If a line in the records below contains the word "enum", return that line.

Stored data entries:

● ● ● ● ● ● ●

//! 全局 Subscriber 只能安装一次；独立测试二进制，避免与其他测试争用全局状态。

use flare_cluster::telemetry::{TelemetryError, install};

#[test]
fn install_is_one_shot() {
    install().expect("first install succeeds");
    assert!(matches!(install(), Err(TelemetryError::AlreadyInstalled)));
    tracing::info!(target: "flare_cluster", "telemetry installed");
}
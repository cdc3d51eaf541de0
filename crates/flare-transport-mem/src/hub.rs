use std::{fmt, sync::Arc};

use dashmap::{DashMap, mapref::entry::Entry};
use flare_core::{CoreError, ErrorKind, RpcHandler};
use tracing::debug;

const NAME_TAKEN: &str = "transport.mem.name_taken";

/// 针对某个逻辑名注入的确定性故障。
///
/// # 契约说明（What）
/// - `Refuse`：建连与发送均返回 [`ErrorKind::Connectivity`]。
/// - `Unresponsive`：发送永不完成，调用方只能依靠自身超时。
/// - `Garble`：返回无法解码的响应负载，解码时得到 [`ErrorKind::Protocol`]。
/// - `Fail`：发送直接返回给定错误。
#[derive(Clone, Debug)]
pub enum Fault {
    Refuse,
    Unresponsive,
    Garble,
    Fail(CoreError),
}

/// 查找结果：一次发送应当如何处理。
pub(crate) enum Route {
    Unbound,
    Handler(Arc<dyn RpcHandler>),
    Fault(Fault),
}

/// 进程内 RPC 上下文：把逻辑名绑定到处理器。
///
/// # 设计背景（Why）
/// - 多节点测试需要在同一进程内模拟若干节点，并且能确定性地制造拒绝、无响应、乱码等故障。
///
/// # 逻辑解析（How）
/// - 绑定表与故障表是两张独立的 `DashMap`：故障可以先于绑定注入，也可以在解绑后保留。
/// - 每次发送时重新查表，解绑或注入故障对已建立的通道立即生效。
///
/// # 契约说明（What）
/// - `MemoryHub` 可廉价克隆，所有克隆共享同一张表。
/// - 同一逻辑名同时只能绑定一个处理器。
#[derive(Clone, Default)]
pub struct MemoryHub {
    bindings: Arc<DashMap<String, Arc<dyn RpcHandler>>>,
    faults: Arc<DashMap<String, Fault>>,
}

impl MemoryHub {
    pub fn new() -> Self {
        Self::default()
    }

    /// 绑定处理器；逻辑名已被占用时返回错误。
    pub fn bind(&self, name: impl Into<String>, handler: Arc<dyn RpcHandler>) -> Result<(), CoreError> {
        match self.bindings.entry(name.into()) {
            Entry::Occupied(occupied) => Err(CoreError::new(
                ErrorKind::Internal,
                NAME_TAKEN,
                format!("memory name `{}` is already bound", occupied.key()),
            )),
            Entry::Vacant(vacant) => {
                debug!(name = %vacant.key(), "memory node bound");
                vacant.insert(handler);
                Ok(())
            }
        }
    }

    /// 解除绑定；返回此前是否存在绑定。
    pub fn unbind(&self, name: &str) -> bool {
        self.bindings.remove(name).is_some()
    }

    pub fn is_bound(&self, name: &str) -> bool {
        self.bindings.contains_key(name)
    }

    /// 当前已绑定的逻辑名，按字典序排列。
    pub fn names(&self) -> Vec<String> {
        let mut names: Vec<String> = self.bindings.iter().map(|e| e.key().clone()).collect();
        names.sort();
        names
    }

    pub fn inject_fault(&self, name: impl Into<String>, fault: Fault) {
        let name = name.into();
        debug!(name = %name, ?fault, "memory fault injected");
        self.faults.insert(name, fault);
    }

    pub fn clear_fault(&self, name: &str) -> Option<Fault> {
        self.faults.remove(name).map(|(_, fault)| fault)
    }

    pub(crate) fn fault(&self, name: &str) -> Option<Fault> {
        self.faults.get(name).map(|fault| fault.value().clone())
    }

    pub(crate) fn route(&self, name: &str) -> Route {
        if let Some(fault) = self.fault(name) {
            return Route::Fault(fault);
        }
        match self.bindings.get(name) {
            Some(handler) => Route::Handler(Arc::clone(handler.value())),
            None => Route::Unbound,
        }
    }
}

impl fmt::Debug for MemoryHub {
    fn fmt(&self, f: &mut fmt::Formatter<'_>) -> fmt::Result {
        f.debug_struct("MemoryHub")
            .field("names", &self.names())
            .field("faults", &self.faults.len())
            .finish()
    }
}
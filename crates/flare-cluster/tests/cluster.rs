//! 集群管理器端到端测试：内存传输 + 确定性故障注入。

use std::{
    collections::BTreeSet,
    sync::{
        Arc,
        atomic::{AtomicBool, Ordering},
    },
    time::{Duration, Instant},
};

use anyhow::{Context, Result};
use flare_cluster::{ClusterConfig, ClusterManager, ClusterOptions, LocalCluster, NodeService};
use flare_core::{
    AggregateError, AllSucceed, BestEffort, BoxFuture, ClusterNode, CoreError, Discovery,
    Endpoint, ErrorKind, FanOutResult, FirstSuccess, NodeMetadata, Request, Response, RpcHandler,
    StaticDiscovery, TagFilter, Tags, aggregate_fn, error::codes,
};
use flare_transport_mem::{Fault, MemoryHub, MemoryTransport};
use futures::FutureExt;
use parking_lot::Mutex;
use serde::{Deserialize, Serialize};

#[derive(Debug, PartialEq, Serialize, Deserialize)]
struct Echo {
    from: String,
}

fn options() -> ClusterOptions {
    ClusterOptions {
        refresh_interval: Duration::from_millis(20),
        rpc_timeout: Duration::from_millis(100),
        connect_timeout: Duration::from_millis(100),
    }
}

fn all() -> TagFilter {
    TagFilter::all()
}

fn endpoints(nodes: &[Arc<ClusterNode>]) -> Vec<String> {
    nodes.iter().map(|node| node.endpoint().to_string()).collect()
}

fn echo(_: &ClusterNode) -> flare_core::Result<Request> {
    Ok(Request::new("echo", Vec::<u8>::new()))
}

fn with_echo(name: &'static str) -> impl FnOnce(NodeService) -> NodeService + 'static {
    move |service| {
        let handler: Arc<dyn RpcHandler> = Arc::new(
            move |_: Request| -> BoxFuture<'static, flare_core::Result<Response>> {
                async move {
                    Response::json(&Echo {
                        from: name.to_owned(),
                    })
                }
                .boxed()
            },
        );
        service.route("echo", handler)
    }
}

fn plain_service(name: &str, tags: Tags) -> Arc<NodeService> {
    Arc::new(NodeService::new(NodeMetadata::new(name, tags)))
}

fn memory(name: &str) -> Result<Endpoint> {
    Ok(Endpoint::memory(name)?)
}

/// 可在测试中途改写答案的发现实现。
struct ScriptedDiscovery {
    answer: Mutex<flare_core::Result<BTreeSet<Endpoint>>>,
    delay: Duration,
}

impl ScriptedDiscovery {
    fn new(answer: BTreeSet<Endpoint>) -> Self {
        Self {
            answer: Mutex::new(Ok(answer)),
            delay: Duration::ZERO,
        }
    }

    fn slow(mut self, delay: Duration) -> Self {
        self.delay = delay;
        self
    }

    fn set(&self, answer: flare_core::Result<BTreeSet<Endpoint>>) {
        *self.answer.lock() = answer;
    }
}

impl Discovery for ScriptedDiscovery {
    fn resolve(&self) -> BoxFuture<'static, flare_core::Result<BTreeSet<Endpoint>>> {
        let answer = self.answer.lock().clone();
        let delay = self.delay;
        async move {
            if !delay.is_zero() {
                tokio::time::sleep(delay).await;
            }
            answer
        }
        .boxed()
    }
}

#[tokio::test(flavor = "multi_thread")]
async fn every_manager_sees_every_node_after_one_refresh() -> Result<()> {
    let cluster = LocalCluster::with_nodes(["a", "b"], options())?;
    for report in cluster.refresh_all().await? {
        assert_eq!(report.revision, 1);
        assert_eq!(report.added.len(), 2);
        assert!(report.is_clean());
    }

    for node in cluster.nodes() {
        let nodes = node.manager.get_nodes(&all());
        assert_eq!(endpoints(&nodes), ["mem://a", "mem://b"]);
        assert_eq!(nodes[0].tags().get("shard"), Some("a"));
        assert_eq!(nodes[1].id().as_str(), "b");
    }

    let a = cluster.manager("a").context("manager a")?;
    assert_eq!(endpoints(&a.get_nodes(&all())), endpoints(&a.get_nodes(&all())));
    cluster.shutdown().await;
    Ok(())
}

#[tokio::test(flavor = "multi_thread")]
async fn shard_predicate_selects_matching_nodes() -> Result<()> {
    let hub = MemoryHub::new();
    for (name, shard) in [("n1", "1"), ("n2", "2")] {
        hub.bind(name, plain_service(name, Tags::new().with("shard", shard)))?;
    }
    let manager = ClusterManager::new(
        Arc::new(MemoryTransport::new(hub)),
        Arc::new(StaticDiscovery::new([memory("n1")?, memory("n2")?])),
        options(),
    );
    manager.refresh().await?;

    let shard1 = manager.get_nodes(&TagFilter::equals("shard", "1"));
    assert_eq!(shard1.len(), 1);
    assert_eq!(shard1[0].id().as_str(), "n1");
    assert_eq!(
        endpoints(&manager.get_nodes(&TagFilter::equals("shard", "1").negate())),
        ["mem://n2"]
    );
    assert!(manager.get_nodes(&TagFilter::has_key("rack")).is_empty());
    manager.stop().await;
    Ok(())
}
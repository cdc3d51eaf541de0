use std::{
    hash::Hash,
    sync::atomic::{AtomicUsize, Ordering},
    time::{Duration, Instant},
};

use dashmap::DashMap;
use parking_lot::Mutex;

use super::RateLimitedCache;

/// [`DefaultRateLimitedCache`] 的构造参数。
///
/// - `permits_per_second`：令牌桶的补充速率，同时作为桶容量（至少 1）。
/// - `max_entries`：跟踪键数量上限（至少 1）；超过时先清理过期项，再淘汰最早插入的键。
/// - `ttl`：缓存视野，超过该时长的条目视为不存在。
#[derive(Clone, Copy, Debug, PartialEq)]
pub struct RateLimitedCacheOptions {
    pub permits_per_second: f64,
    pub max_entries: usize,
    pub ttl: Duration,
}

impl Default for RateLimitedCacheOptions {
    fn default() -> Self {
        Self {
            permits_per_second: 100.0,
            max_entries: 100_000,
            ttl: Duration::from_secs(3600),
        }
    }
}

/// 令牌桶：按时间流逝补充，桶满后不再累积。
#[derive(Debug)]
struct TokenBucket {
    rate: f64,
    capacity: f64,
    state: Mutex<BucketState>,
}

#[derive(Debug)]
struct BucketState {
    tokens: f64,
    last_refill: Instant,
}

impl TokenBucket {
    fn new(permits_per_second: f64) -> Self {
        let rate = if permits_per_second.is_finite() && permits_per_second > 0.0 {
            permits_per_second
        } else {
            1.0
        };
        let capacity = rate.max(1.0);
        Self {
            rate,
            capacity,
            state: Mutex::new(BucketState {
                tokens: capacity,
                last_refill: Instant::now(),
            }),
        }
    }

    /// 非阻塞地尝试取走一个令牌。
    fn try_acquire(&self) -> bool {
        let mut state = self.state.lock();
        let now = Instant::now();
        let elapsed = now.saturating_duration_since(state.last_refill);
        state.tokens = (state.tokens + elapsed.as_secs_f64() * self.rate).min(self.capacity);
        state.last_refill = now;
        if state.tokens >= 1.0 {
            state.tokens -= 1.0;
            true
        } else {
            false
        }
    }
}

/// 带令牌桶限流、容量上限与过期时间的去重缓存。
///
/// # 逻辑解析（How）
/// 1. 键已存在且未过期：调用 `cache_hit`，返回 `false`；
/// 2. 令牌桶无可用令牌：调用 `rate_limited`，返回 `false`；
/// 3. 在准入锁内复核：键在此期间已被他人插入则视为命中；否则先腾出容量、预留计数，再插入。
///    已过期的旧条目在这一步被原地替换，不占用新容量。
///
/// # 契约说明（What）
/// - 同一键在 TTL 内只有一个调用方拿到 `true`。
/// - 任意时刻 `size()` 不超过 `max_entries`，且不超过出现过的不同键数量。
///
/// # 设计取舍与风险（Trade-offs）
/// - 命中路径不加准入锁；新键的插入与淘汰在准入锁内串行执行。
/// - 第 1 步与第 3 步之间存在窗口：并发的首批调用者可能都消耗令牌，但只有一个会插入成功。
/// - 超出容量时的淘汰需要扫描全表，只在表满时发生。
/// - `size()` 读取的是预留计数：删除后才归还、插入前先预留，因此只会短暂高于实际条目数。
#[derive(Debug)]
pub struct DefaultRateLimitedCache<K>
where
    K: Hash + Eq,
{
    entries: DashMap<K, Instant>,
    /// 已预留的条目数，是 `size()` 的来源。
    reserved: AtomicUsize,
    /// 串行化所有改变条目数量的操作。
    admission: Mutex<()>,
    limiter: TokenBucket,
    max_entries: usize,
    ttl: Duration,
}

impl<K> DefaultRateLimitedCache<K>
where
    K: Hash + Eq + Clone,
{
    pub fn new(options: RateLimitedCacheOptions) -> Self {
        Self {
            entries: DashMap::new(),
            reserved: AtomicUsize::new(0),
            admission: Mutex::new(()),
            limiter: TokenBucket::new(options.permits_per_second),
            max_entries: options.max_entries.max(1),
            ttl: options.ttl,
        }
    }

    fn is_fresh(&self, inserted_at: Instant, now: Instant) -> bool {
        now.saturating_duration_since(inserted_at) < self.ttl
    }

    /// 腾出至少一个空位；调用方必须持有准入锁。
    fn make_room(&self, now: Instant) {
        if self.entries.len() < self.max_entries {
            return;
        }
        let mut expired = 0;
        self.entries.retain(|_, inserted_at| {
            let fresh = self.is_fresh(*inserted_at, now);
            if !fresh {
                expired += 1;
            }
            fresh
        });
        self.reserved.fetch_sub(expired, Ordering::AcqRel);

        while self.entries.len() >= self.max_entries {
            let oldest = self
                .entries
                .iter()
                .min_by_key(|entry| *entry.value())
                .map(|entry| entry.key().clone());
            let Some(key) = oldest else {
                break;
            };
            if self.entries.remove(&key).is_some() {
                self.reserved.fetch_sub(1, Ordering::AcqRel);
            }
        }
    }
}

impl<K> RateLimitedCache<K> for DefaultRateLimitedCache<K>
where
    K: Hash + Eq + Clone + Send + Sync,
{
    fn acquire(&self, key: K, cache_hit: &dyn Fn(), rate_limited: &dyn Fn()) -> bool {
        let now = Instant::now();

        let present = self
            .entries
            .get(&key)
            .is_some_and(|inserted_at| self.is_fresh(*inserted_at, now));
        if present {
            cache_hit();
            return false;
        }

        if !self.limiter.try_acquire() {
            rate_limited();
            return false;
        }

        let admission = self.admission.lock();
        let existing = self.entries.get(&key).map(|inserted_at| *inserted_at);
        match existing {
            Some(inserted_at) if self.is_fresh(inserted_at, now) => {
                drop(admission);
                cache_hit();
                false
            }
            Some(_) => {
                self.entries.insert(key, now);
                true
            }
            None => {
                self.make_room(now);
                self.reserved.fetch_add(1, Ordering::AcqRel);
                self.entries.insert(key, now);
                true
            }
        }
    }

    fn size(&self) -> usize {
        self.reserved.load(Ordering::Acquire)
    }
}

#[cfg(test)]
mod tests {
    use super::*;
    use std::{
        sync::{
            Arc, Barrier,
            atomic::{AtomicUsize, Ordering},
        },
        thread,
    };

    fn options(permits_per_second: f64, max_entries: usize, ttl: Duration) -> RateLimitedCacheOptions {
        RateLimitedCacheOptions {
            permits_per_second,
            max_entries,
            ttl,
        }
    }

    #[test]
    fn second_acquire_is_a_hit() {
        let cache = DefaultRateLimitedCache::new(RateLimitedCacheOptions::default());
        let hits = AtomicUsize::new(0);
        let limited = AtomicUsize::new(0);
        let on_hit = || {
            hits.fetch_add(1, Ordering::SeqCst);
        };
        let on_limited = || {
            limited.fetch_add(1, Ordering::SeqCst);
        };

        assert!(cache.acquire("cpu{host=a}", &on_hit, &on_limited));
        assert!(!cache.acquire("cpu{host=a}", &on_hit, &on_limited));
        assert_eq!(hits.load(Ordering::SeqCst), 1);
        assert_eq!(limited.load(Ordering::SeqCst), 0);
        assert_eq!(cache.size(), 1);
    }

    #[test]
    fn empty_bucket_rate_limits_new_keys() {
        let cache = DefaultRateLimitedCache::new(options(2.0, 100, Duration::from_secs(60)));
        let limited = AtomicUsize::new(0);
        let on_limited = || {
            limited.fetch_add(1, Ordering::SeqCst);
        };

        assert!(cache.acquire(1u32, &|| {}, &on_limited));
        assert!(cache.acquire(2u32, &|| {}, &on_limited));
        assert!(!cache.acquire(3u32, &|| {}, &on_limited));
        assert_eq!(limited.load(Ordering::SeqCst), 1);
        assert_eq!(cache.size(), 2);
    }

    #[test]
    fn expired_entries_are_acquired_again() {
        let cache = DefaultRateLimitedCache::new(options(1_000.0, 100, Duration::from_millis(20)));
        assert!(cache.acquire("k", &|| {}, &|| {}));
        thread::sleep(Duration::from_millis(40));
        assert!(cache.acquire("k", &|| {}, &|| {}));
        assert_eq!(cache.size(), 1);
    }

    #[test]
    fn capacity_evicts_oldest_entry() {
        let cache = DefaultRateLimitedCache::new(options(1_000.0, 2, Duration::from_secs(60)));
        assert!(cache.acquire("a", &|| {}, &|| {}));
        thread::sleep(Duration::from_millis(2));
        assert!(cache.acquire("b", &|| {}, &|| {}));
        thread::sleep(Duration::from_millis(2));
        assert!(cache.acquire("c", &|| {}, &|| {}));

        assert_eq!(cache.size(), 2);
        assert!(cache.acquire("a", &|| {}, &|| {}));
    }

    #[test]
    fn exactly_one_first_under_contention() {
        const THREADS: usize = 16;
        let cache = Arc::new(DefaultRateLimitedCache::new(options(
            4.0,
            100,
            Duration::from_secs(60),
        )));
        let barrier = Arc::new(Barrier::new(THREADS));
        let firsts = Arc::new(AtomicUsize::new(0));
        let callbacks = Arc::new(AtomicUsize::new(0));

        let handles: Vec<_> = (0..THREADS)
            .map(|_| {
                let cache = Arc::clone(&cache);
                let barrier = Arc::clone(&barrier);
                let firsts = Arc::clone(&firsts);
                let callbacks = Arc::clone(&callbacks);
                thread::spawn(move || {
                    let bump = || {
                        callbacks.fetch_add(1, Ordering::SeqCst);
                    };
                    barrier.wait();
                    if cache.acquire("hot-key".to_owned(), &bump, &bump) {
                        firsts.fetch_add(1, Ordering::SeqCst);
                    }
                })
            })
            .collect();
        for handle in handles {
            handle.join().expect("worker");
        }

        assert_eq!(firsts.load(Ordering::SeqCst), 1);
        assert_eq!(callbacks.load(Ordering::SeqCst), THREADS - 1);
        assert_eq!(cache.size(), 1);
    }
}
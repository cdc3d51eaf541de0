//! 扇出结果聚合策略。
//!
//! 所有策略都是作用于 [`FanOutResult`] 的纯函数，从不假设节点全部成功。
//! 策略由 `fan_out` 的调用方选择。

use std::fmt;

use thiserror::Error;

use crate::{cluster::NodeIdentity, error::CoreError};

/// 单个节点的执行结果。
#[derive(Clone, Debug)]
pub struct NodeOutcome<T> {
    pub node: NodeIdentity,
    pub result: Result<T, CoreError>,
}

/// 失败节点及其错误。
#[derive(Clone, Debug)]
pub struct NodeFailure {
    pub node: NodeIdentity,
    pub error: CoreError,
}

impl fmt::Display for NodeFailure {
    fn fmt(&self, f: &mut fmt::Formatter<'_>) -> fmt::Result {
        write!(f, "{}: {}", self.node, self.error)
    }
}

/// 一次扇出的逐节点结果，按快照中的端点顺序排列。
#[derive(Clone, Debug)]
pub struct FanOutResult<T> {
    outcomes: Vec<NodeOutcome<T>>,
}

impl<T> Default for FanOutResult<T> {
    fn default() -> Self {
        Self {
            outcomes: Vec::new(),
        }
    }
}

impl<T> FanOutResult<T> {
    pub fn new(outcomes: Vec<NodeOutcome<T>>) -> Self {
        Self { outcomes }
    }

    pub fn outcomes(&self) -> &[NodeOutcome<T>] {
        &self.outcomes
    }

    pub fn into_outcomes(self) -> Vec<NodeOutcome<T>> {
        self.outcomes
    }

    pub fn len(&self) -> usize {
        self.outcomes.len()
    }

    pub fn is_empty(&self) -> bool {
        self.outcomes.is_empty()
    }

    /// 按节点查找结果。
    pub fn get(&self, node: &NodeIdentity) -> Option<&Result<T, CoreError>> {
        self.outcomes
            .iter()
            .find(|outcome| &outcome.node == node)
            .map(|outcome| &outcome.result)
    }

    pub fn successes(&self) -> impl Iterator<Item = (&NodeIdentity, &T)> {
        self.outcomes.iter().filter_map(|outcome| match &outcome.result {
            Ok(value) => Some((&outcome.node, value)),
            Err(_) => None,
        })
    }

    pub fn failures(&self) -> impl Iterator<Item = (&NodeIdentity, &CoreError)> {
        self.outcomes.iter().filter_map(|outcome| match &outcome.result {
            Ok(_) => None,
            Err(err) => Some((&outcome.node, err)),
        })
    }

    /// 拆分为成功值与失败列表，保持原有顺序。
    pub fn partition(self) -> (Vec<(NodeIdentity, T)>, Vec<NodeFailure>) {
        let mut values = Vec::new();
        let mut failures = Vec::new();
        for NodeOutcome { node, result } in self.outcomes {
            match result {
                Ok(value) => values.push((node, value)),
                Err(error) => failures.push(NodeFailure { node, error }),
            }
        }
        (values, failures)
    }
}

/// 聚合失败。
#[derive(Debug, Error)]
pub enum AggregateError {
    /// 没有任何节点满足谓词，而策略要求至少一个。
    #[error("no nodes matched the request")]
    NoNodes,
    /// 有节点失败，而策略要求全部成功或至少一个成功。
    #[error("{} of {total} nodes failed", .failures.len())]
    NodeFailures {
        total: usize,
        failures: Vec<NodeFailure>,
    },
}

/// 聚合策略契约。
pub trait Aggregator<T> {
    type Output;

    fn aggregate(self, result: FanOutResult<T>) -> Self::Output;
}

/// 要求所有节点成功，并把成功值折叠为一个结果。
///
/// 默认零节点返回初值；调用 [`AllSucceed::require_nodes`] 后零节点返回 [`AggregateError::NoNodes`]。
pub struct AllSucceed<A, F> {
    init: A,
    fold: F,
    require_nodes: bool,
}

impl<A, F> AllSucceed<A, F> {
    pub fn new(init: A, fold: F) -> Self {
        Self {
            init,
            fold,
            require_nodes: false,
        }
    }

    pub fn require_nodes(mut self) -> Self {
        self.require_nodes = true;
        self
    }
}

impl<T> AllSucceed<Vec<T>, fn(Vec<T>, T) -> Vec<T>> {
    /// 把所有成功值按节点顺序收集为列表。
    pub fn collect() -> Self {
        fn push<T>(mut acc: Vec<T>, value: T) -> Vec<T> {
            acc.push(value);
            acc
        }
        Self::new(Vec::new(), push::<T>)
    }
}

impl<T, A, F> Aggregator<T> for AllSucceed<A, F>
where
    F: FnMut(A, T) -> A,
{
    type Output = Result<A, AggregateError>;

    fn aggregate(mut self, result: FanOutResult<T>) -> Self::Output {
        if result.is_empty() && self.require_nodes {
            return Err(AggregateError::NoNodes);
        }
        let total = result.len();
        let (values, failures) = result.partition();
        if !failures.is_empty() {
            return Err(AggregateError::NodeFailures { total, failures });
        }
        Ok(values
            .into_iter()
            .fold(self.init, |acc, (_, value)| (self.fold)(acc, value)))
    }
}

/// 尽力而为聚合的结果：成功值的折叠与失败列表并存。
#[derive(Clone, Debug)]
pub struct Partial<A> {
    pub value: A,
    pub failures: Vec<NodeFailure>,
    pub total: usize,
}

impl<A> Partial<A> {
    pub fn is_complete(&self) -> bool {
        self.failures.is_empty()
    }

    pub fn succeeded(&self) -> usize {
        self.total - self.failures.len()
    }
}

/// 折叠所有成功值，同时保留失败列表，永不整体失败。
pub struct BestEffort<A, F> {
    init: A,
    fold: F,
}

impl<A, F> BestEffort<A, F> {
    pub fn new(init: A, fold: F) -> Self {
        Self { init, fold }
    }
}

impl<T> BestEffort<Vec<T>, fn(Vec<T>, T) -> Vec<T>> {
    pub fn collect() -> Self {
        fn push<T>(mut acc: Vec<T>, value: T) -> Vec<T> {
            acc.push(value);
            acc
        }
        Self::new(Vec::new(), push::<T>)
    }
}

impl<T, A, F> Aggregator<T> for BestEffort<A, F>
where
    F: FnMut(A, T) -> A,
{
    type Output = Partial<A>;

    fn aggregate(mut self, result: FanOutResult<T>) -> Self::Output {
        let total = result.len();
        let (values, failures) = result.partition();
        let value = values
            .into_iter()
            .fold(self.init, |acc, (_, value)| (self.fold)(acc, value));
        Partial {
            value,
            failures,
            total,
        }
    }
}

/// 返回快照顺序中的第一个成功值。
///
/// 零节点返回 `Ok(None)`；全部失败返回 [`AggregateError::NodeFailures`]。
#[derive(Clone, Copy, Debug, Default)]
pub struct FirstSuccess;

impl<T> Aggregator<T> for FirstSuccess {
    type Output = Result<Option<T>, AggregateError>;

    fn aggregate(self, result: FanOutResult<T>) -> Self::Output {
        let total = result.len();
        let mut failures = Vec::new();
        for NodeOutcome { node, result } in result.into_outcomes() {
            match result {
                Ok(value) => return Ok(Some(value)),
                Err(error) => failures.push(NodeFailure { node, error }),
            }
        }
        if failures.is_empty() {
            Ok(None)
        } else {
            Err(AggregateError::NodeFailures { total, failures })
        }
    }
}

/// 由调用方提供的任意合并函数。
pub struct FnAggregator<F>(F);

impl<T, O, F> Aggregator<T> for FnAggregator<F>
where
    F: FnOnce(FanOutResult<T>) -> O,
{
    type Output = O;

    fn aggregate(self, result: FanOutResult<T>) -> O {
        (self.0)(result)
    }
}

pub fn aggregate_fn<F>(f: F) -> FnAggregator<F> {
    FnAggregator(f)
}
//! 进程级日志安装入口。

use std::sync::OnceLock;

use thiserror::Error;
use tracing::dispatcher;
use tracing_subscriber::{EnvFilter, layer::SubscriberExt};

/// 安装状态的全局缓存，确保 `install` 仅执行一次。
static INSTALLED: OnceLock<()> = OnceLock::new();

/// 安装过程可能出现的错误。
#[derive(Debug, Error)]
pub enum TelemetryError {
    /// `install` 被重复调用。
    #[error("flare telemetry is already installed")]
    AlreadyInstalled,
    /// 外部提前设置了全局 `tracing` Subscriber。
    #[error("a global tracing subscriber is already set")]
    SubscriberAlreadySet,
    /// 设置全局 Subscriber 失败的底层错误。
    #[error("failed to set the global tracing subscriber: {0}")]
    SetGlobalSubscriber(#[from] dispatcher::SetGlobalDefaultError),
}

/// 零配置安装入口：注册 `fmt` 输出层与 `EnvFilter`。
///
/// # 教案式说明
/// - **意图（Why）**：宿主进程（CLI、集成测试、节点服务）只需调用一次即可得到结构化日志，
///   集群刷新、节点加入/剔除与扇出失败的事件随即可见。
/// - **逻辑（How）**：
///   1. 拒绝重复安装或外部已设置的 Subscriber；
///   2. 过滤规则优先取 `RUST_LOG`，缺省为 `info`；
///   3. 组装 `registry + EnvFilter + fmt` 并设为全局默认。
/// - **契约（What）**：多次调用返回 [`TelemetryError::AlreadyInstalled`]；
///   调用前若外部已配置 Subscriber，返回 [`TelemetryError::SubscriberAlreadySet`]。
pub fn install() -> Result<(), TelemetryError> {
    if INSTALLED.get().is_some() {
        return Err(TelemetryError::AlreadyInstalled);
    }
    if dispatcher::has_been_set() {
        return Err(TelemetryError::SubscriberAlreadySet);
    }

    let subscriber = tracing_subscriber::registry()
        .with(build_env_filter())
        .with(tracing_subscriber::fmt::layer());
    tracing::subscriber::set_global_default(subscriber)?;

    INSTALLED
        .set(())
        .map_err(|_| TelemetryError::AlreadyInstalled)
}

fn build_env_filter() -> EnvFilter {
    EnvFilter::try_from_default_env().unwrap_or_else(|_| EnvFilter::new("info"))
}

● ● ● ● ● ● ●

THE COMPLETED TASK
pub enum Fault {
pub(crate) enum Route {
pub enum AggregateError {
pub enum TelemetryError {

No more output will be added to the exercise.